• Directions:
Give the data again exactly, stopping after the "Identifier(Identifier), // (String)" line.

(Stored data entries)
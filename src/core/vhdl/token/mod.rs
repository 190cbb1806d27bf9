use crate::core::lexer::TrainCar;
use std::fmt::Debug;
use std::fmt::Display;
use std::str::FromStr;

pub mod comment;
pub mod delimiter;

pub mod identifier;
pub mod keyword;
pub mod literal;
pub mod tokenizer;

use literal::{based_integer, AbstLiteral, BaseSpec, BitStrLiteral, Character};
pub use tokenizer::char_set;

pub type Identifier = identifier::Identifier;
pub type Comment = comment::Comment;
pub type Keyword = keyword::Keyword;
pub type Delimiter = delimiter::Delimiter;
pub type VhdlTokenizer = tokenizer::VhdlTokenizer;
pub type VhdlError = super::error::VhdlError;

#[derive(Debug, PartialEq, Clone)]
pub enum VhdlToken {
    Comment(Comment),             // (String)
    Identifier(Identifier), // (String) ...can be general or extended (case-sensitive) identifier
    AbstLiteral(AbstLiteral), // (String)
    CharLiteral(Character), // (String)
    StrLiteral(String),     // (String)
    BitStrLiteral(BitStrLiteral), // (String)
    Keyword(Keyword),
    Delimiter(Delimiter),
    EOF,
}

impl Display for VhdlToken {
    fn fmt(&self, f: &mut std::fmt::Formatter<'_>) -> std::fmt::Result {
        write!(
            f,
            "{}",
            match self {
                Self::Comment(note) => note.to_string(),
                Self::Identifier(id) => id.to_string(),
                Self::AbstLiteral(a) => a.to_string(),
                Self::CharLiteral(c) => c.to_string(),
                Self::StrLiteral(s) => format!("\"{}\"", s),
                Self::BitStrLiteral(b) => b.to_string(),
                Self::Keyword(kw) => kw.to_string(),
                Self::Delimiter(d) => d.to_string(),
                Self::EOF => String::new(),
            }
        )
    }
}
use crate::util::anyerror::CodeFault;
use std::path::Path;
use std::path::PathBuf;

/// Reads the contents of `path` as text.
///
/// VHDL source files are specified as latin-1 encoded, so a file that is not
/// valid utf-8 is decoded byte-by-byte as latin-1 rather than rejected.
pub fn read_to_string(path: &Path) -> Result<String, CodeFault> {
    match std::fs::read_to_string(&path) {
        Ok(dump) => Ok(dump),
        Err(e) => {
            if e.kind() == std::io::ErrorKind::InvalidData {
                let bytes = match std::fs::read(&path) {
                    Ok(r) => r,
                    Err(e) => {
                        return Err(CodeFault(
                            Some(into_std_str(path.to_path_buf())),
                            Box::new(e),
                        ))
                    }
                };
                // latin-1 maps each byte directly to the same unicode code point
                Ok(bytes.into_iter().map(|b| b as char).collect())
            } else {
                Err(CodeFault(
                    Some(into_std_str(path.to_path_buf())),
                    Box::new(e),
                ))
            }
        }
    }
}

/// Replaces '\\' characters with single '/' character and converts the path
/// into a string.
pub fn into_std_str(path: PathBuf) -> String {
    let mut s = path.display().to_string().replace('\\', "/");
    if s.ends_with('/') == true {
        s.pop().unwrap();
    }
    s
}

#[cfg(test)]
mod test {
    use super::*;

    #[test]
    fn normalize_path_display() {
        let p = PathBuf::from("c:\\users\\chase\\hdl");
        assert_eq!(into_std_str(p), "c:/users/chase/hdl".to_string());

        let p = PathBuf::from("/usr/share/vhdl/");
        assert_eq!(into_std_str(p), "/usr/share/vhdl".to_string());
    }

    #[test]
    fn latin1_fallback() {
        // 0xE9 is 'é' in latin-1 and invalid utf-8 on its own
        let dir = tempfile::tempdir().unwrap();
        let path = dir.path().join("enc.vhd");
        std::fs::write(&path, b"-- caf\xe9\nentity e is end;\n").unwrap();
        let text = read_to_string(&path).unwrap();
        assert_eq!(text.contains("café"), true);
        assert_eq!(text.contains("entity e is end;"), true);
    }
}
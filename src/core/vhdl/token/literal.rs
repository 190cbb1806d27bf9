use super::super::error::VhdlError;
use super::char_set;
use std::fmt::Display;
use std::str::FromStr;

/// Transforms a VHDL integer `s` into a real unsigned number to be used in rust code.
///
/// Assumes the integer is valid under the following production rule:
/// - integer ::= digit { \[ underline ] digit }
pub fn interpret_integer(s: &str) -> usize {
    let mut chars = s.chars();
    let mut number = String::from(chars.next().expect("must have a lead-off digit"));
    while let Some(c) = chars.next() {
        if c != char_set::UNDERLINE {
            number.push(c);
        }
    }
    number
        .parse::<usize>()
        .expect("integer can only contain 0..=9 or underline '_'")
}

#[derive(Debug, PartialEq, Clone)]
pub struct Character(pub String);

impl Display for Character {
    fn fmt(&self, f: &mut std::fmt::Formatter<'_>) -> std::fmt::Result {
        write!(f, "'{}'", self.0)
    }
}

#[derive(Debug, PartialEq, Clone)]
pub struct BitStrLiteral(pub String);

impl Display for BitStrLiteral {
    fn fmt(&self, f: &mut std::fmt::Formatter<'_>) -> std::fmt::Result {
        write!(f, "{}", self.0)
    }
}

#[derive(Debug, PartialEq, Clone)]
pub enum AbstLiteral {
    Decimal(String),
    Based(String),
}

impl AbstLiteral {
    pub fn as_str(&self) -> &str {
        match self {
            Self::Decimal(val) => val.as_ref(),
            Self::Based(val) => val.as_ref(),
        }
    }
}

impl Display for AbstLiteral {
    fn fmt(&self, f: &mut std::fmt::Formatter<'_>) -> std::fmt::Result {
        write!(f, "{}", self.as_str())
    }
}

pub mod based_integer {
    /// Transforms the base `n` into its character validiation function.
    ///
    /// The output is used to verify extended digits in a VHDL based_literal token.
    pub fn as_fn(n: usize) -> fn(c: &char) -> bool {
        match n {
            2 => is_base_2,
            3 => is_base_3,
            4 => is_base_4,
            5 => is_base_5,
            6 => is_base_6,
            7 => is_base_7,
            8 => is_base_8,
            9 => is_base_9,
            10 => is_base_10,
            11 => is_base_11,
            12 => is_base_12,
            13 => is_base_13,
            14 => is_base_14,
            15 => is_base_15,
            16 => is_base_16,
            _ => panic!("base `n` must be at least 2 and at most 16"),
        }
    }

    pub fn is_base_2(c: &char) -> bool {
        match c {
            '0'..='1' => true,
            _ => false,
        }
    }
    pub fn is_base_3(c: &char) -> bool {
        match c {
            '0'..='2' => true,
            _ => false,
        }
    }
    pub fn is_base_4(c: &char) -> bool {
        match c {
            '0'..='3' => true,
            _ => false,
        }
    }
    pub fn is_base_5(c: &char) -> bool {
        match c {
            '0'..='4' => true,
            _ => false,
        }
    }
    pub fn is_base_6(c: &char) -> bool {
        match c {
            '0'..='5' => true,
            _ => false,
        }
    }
    pub fn is_base_7(c: &char) -> bool {
        match c {
            '0'..='6' => true,
            _ => false,
        }
    }
    pub fn is_base_8(c: &char) -> bool {
        match c {
            '0'..='7' => true,
            _ => false,
        }
    }
    pub fn is_base_9(c: &char) -> bool {
        match c {
            '0'..='8' => true,
            _ => false,
        }
    }
    pub fn is_base_10(c: &char) -> bool {
        match c {
            '0'..='9' => true,
            _ => false,
        }
    }
    pub fn is_base_11(c: &char) -> bool {
        match c {
            '0'..='9' | 'a' | 'A' => true,
            _ => false,
        }
    }
    pub fn is_base_12(c: &char) -> bool {
        match c {
            '0'..='9' | 'a'..='b' | 'A'..='B' => true,
            _ => false,
        }
    }
    pub fn is_base_13(c: &char) -> bool {
        match c {
            '0'..='9' | 'a'..='c' | 'A'..='C' => true,
            _ => false,
        }
    }
    pub fn is_base_14(c: &char) -> bool {
        match c {
            '0'..='9' | 'a'..='d' | 'A'..='D' => true,
            _ => false,
        }
    }
    pub fn is_base_15(c: &char) -> bool {
        match c {
            '0'..='9' | 'a'..='e' | 'A'..='E' => true,
            _ => false,
        }
    }
    pub fn is_base_16(c: &char) -> bool {
        match c {
            '0'..='9' | 'a'..='f' | 'A'..='F' => true,
            _ => false,
        }
    }
}

/// Set: B | O | X | UB | UO | UX | SB | SO | SX | D
#[derive(Debug, PartialEq)]
pub enum BaseSpec {
    B,
    O,
    X,
    UB,
    UO,
    UX,
    SB,
    SO,
    SX,
    D,
}

impl FromStr for BaseSpec {
    type Err = VhdlError;
    fn from_str(s: &str) -> Result<Self, Self::Err> {
        Ok(match s {
            "b" | "B" => Self::B,
            "o" | "O" => Self::O,
            "x" | "X" => Self::X,
            "ub" | "uB" | "Ub" | "UB" => Self::UB,
            "uo" | "uO" | "Uo" | "UO" => Self::UO,
            "ux" | "uX" | "Ux" | "UX" => Self::UX,
            "sb" | "sB" | "Sb" | "SB" => Self::SB,
            "so" | "sO" | "So" | "SO" => Self::SO,
            "sx" | "sX" | "Sx" | "SX" => Self::SX,
            "d" | "D" => Self::D,
            _ => return Err(Self::Err::Any(format!("invalid base specifier '{}'", s))),
        })
    }
}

• Solution to this exercise:
filename src/core/vhdl/token/mod.rs
repository 190cbb1806d27bf9
use crate::core::lexer::TrainCar;
use std::fmt::Debug;
use std::fmt::Display;
use std::str::FromStr;

pub mod comment;
pub mod delimiter;

pub mod identifier;
pub mod keyword;
pub mod literal;
pub mod tokenizer;

use literal::{based_integer, AbstLiteral, BaseSpec, BitStrLiteral, Character};
pub use tokenizer::char_set;

pub type Identifier = identifier::Identifier;
pub type Comment = comment::Comment;
pub type Keyword = keyword::Keyword;
pub type Delimiter = delimiter::Delimiter;
pub type VhdlTokenizer = tokenizer::VhdlTokenizer;
pub type VhdlError = super::error::VhdlError;

#[derive(Debug, PartialEq, Clone)]
pub enum VhdlToken {
    Comment(Comment),             // (String)
    Identifier(Identifier), // (String) ...can be general or extended (case-sensitive) identifier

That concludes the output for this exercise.